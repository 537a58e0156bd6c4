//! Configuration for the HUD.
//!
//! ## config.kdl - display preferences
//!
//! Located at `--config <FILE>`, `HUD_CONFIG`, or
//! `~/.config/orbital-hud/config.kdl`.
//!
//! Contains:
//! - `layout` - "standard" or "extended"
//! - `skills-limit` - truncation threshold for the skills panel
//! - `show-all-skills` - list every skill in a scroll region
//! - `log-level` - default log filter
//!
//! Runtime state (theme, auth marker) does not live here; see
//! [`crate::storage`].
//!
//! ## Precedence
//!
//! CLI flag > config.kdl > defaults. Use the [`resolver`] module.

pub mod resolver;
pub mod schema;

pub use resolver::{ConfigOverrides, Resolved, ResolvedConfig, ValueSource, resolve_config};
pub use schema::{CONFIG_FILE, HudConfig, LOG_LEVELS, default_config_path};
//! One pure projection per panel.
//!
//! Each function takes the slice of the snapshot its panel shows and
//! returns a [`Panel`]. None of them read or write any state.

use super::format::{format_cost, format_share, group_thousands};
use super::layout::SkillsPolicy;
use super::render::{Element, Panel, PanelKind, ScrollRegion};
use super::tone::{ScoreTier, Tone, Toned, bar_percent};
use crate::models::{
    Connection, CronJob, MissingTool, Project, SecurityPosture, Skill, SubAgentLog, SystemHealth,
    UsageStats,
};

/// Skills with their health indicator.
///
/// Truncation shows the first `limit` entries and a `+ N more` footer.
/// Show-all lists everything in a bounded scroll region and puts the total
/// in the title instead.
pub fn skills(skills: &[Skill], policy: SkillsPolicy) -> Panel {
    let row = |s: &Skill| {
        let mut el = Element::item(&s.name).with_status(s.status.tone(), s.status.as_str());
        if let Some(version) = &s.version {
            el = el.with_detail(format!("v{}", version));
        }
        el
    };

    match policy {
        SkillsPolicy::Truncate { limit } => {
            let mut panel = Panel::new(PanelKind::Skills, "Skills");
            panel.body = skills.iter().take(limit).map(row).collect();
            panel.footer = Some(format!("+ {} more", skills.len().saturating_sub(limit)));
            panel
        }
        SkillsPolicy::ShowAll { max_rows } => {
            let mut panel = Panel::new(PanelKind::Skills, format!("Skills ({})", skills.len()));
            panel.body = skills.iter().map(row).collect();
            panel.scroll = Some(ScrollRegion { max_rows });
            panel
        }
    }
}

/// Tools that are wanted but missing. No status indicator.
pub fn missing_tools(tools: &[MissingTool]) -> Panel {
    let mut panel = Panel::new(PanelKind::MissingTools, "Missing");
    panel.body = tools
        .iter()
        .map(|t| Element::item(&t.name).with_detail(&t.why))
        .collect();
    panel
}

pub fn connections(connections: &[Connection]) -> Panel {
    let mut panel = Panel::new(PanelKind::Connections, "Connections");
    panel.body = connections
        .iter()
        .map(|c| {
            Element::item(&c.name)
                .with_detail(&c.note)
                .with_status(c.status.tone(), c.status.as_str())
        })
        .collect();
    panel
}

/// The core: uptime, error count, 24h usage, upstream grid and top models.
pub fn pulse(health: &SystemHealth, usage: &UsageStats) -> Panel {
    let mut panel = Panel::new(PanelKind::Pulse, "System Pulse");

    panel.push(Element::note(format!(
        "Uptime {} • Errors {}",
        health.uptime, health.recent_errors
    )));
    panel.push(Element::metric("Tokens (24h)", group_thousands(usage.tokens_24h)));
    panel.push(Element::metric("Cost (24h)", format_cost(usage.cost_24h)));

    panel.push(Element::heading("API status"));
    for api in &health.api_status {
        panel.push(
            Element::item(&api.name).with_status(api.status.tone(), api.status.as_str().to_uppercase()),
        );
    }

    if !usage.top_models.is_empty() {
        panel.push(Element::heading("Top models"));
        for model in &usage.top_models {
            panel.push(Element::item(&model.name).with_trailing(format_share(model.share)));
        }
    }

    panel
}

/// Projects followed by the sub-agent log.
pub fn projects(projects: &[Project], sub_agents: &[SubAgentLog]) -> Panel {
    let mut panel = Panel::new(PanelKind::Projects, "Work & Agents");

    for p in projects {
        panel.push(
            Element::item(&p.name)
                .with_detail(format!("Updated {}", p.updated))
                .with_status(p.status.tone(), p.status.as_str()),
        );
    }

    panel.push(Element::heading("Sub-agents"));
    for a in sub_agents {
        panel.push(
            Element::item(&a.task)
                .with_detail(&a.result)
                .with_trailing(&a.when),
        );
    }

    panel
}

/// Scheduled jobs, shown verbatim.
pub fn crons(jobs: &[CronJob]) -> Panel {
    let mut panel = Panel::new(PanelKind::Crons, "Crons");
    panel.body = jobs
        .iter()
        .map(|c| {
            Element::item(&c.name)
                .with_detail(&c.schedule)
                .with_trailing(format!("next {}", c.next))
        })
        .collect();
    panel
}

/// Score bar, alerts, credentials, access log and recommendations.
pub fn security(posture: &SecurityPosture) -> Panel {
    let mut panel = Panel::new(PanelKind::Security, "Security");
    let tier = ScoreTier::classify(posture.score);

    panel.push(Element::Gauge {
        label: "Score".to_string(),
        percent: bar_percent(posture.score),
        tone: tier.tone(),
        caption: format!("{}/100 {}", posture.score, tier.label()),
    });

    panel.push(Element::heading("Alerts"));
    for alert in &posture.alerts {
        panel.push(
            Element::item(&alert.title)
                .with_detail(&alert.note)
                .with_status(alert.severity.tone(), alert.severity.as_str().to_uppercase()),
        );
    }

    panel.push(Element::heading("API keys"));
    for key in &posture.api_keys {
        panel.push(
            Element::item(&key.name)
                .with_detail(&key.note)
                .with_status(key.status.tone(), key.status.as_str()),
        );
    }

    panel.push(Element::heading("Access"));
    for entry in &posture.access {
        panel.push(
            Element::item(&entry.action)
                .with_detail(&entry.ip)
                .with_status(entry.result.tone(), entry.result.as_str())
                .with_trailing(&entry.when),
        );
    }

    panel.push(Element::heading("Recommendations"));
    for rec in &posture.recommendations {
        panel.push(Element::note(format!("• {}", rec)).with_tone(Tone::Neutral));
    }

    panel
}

##########

> _Task item_: Each line above that contains the string "metric" should be identified and copied.

> _Output of the task_:
    panel.push(Element::metric("Tokens (24h)", group_thousands(usage.tokens_24h)));
    panel.push(Element::metric("Cost (24h)", format_cost(usage.cost_24h)));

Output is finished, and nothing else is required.